Collected data entries

^^^^^^^^

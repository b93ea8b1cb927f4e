// ==========================================
// 房源导入系统 - 房源导入 Repository 实现
// ==========================================
// 职责: 实现导入相关数据访问（使用 rusqlite）
// 红线: Repository 不含业务规则，只做数据 CRUD
// ==========================================

use crate::db::open_sqlite_connection;
use crate::domain::{ImportBatch, Listing};
use crate::repository::error::{RepositoryError, RepositoryResult};
use crate::repository::listing_import_repo::ListingImportRepository;
use async_trait::async_trait;
use rusqlite::{params, Connection, Row, Transaction};
use std::sync::{Arc, Mutex, MutexGuard};

// ==========================================
// ListingImportRepositoryImpl
// ==========================================
pub struct ListingImportRepositoryImpl {
    conn: Arc<Mutex<Connection>>,
}

impl ListingImportRepositoryImpl {
    /// 创建新的 Repository 实例
    ///
    /// # 参数
    /// - db_path: 数据库文件路径（表结构需已由 db::ensure_schema 创建）
    pub fn new(db_path: &str) -> RepositoryResult<Self> {
        let conn = open_sqlite_connection(db_path)
            .map_err(|e| RepositoryError::DatabaseConnectionError(e.to_string()))?;
        Ok(Self::from_connection(Arc::new(Mutex::new(conn))))
    }

    /// 以共享连接创建
    pub fn from_connection(conn: Arc<Mutex<Connection>>) -> Self {
        Self { conn }
    }

    fn lock(&self) -> RepositoryResult<MutexGuard<'_, Connection>> {
        self.conn
            .lock()
            .map_err(|e| RepositoryError::LockError(e.to_string()))
    }

    /// 在事务中批量插入房源
    fn batch_insert_listings_tx(tx: &Transaction, listings: &[Listing]) -> RepositoryResult<usize> {
        let mut stmt = tx.prepare(
            r#"
            INSERT INTO listing (
                street, postal_code, city, cold_rent, warm_rent, area, rooms
            ) VALUES (?1, ?2, ?3, ?4, ?5, ?6, ?7)
            "#,
        )?;

        let mut count = 0;
        for listing in listings {
            stmt.execute(params![
                listing.street(),
                listing.postal_code(),
                listing.city(),
                listing.cold_rent(),
                listing.warm_rent(),
                listing.area(),
                listing.rooms(),
            ])?;
            count += 1;
        }

        Ok(count)
    }

    fn map_listing(row: &Row<'_>) -> rusqlite::Result<Listing> {
        Ok(Listing::new(
            row.get::<_, String>(0)?,
            row.get::<_, String>(1)?,
            row.get::<_, String>(2)?,
            row.get(3)?,
            row.get(4)?,
            row.get(5)?,
            row.get(6)?,
        ))
    }

    fn map_batch(row: &Row<'_>) -> rusqlite::Result<ImportBatch> {
        Ok(ImportBatch {
            batch_id: row.get(0)?,
            file_name: row.get(1)?,
            file_path: row.get(2)?,
            total_rows: row.get(3)?,
            accepted_rows: row.get(4)?,
            rejected_rows: row.get(5)?,
            duplicate_rows: row.get(6)?,
            skipped_rows: row.get(7)?,
            imported_at: row
                .get::<_, Option<String>>(8)?
                .and_then(|s| chrono::DateTime::parse_from_rfc3339(&s).ok())
                .map(|dt| dt.with_timezone(&chrono::Utc)),
            elapsed_ms: row.get(9)?,
            report_json: row.get(10)?,
        })
    }
}

#[async_trait]
impl ListingImportRepository for ListingImportRepositoryImpl {
    async fn find_all_listings(&self) -> RepositoryResult<Vec<Listing>> {
        let conn = self.lock()?;
        let mut stmt = conn.prepare(
            r#"
            SELECT street, postal_code, city, cold_rent, warm_rent, area, rooms
            FROM listing
            ORDER BY id
            "#,
        )?;

        let listings = stmt
            .query_map([], Self::map_listing)?
            .collect::<Result<Vec<_>, _>>()?;

        Ok(listings)
    }

    async fn count_listings(&self) -> RepositoryResult<usize> {
        let conn = self.lock()?;
        let count: i64 = conn.query_row("SELECT COUNT(*) FROM listing", [], |row| row.get(0))?;
        Ok(count as usize)
    }

    /// 批量插入房源（事务化）
    async fn batch_insert_listings(&self, listings: Vec<Listing>) -> RepositoryResult<usize> {
        let conn = self.lock()?;
        let tx = conn
            .unchecked_transaction()
            .map_err(|e| RepositoryError::DatabaseTransactionError(e.to_string()))?;

        let count = Self::batch_insert_listings_tx(&tx, &listings)?;

        tx.commit()
            .map_err(|e| RepositoryError::DatabaseTransactionError(e.to_string()))?;
        Ok(count)
    }

    async fn insert_batch(&self, batch: ImportBatch) -> RepositoryResult<()> {
        let conn = self.lock()?;

        conn.execute(
            r#"
            INSERT INTO import_batch (
                batch_id, file_name, file_path,
                total_rows, accepted_rows, rejected_rows, duplicate_rows, skipped_rows,
                imported_at, elapsed_ms, report_json
            ) VALUES (?1, ?2, ?3, ?4, ?5, ?6, ?7, ?8, ?9, ?10, ?11)
            "#,
            params![
                batch.batch_id,
                batch.file_name,
                batch.file_path,
                batch.total_rows,
                batch.accepted_rows,
                batch.rejected_rows,
                batch.duplicate_rows,
                batch.skipped_rows,
                batch.imported_at.map(|dt| dt.to_rfc3339()),
                batch.elapsed_ms,
                batch.report_json,
            ],
        )?;

        Ok(())
    }

    /// 查询最近的导入批次
    async fn get_recent_batches(&self, limit: usize) -> RepositoryResult<Vec<ImportBatch>> {
        let conn = self.lock()?;

        let mut stmt = conn.prepare(
            r#"
            SELECT batch_id, file_name, file_path,
                   total_rows, accepted_rows, rejected_rows, duplicate_rows, skipped_rows,
                   imported_at, elapsed_ms, report_json
            FROM import_batch
            ORDER BY imported_at DESC, rowid DESC
            LIMIT ?1
            "#,
        )?;

        let batches = stmt
            .query_map(params![limit as i64], Self::map_batch)?
            .collect::<Result<Vec<_>, _>>()?;

        Ok(batches)
    }
}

^^^^^^^^

Could you output the records in full, exactly as written?

=== TASK OUTPUT ===
repository b93ea8b1cb927f4e
// ==========================================
// 房源导入系统 - 房源导入 Repository 实现
// ==========================================
// 职责: 实现导入相关数据访问（使用 rusqlite）
// 红线: Repository 不含业务规则，只做数据 CRUD
// ==========================================

use crate::db::open_sqlite_connection;
use crate::domain::{ImportBatch, Listing};
use crate::repository::error::{RepositoryError, RepositoryResult};
use crate::repository::listing_import_repo::ListingImportRepository;
use async_trait::async_trait;
use rusqlite::{params, Connection, Row, Transaction};
use std::sync::{Arc, Mutex, MutexGuard};

// ==========================================
// ListingImportRepositoryImpl
// ==========================================
pub struct ListingImportRepositoryImpl {
    conn: Arc<Mutex<Connection>>,
}

impl ListingImportRepositoryImpl {
    /// 创建新的 Repository 实例
    ///
    /// # 参数
    /// - db_path: 数据库文件路径（表结构需已由 db::ensure_schema 创建）
    pub fn new(db_path: &str) -> RepositoryResult<Self> {
        let conn = open_sqlite_connection(db_path)
            .map_err(|e| RepositoryError::DatabaseConnectionError(e.to_string()))?;
        Ok(Self::from_connection(Arc::new(Mutex::new(conn))))
    }

    /// 以共享连接创建
    pub fn from_connection(conn: Arc<Mutex<Connection>>) -> Self {
        Self { conn }
    }

    fn lock(&self) -> RepositoryResult<MutexGuard<'_, Connection>> {
        self.conn
            .lock()
            .map_err(|e| RepositoryError::LockError(e.to_string()))
    }

    /// 在事务中批量插入房源
    fn batch_insert_listings_tx(tx: &Transaction, listings: &[Listing]) -> RepositoryResult<usize> {
        let mut stmt = tx.prepare(
            r#"
            INSERT INTO listing (
                street, postal_code, city, cold_rent, warm_rent, area, rooms
            ) VALUES (?1, ?2, ?3, ?4, ?5, ?6, ?7)
            "#,
        )?;

        let mut count = 0;
        for listing in listings {
            stmt.execute(params![
                listing.street(),
                listing.postal_code(),
                listing.city(),
                listing.cold_rent(),
                listing.warm_rent(),
                listing.area(),
                listing.rooms(),
            ])?;
            count += 1;
        }

        Ok(count)
    }

    fn map_listing(row: &Row<'_>) -> rusqlite::Result<Listing> {
        Ok(Listing::new(
            row.get::<_, String>(0)?,
            row.get::<_, String>(1)?,
            row.get::<_, String>(2)?,
            row.get(3)?,
            row.get(4)?,
            row.get(5)?,
            row.get(6)?,
        ))
    }

    fn map_batch(row: &Row<'_>) -> rusqlite::Result<ImportBatch> {
        Ok(ImportBatch {
            batch_id: row.get(0)?,
            file_name: row.get(1)?,
            file_path: row.get(2)?,
            total_rows: row.get(3)?,
            accepted_rows: row.get(4)?,
            rejected_rows: row.get(5)?,
            duplicate_rows: row.get(6)?,
            skipped_rows: row.get(7)?,
            imported_at: row
                .get::<_, Option<String>>(8)?
                .and_then(|s| chrono::DateTime::parse_from_rfc3339(&s).ok())
                .map(|dt| dt.with_timezone(&chrono::Utc)),
            elapsed_ms: row.get(9)?,
            report_json: row.get(10)?,
        })
    }
}

#[async_trait]
impl ListingImportRepository for ListingImportRepositoryImpl {
    async fn find_all_listings(&self) -> RepositoryResult<Vec<Listing>> {
        let conn = self.lock()?;
        let mut stmt = conn.prepare(
            r#"
            SELECT street, postal_code, city, cold_rent, warm_rent, area, rooms
            FROM listing
            ORDER BY id
            "#,
        )?;

        let listings = stmt
            .query_map([], Self::map_listing)?
            .collect::<Result<Vec<_>, _>>()?;

        Ok(listings)
    }

    async fn count_listings(&self) -> RepositoryResult<usize> {
        let conn = self.lock()?;
        let count: i64 = conn.query_row("SELECT COUNT(*) FROM listing", [], |row| row.get(0))?;
        Ok(count as usize)
    }

    /// 批量插入房源（事务化）
    async fn batch_insert_listings(&self, listings: Vec<Listing>) -> RepositoryResult<usize> {
        let conn = self.lock()?;
        let tx = conn
            .unchecked_transaction()
            .map_err(|e| RepositoryError::DatabaseTransactionError(e.to_string()))?;

        let count = Self::batch_insert_listings_tx(&tx, &listings)?;

        tx.commit()
            .map_err(|e| RepositoryError::DatabaseTransactionError(e.to_string()))?;
        Ok(count)
    }

    async fn insert_batch(&self, batch: ImportBatch) -> RepositoryResult<()> {
        let conn = self.lock()?;

        conn.execute(
            r#"
            INSERT INTO import_batch (
                batch_id, file_name, file_path,
                total_rows, accepted_rows, rejected_rows, duplicate_rows, skipped_rows,
                imported_at, elapsed_ms, report_json
            ) VALUES (?1, ?2, ?3, ?4, ?5, ?6, ?7, ?8, ?9, ?10, ?11)
            "#,
            params![
                batch.batch_id,
                batch.file_name,
                batch.file_path,
                batch.total_rows,
                batch.accepted_rows,
                batch.rejected_rows,
                batch.duplicate_rows,
                batch.skipped_rows,
                batch.imported_at.map(|dt| dt.to_rfc3339()),
                batch.elapsed_ms,
                batch.report_json,
            ],
        )?;

        Ok(())
    }

    /// 查询最近的导入批次
    async fn get_recent_batches(&self, limit: usize) -> RepositoryResult<Vec<ImportBatch>> {
        let conn = self.lock()?;

        let mut stmt = conn.prepare(
            r#"
            SELECT batch_id, file_name, file_path,
                   total_rows, accepted_rows, rejected_rows, duplicate_rows, skipped_rows,
                   imported_at, elapsed_ms, report_json
            FROM import_batch
            ORDER BY imported_at DESC, rowid DESC
            LIMIT ?1
            "#,
        )?;

        let batches = stmt
            .query_map(params![limit as i64], Self::map_batch)?
            .collect::<Result<Vec<_>, _>>()?;

        Ok(batches)
    }
}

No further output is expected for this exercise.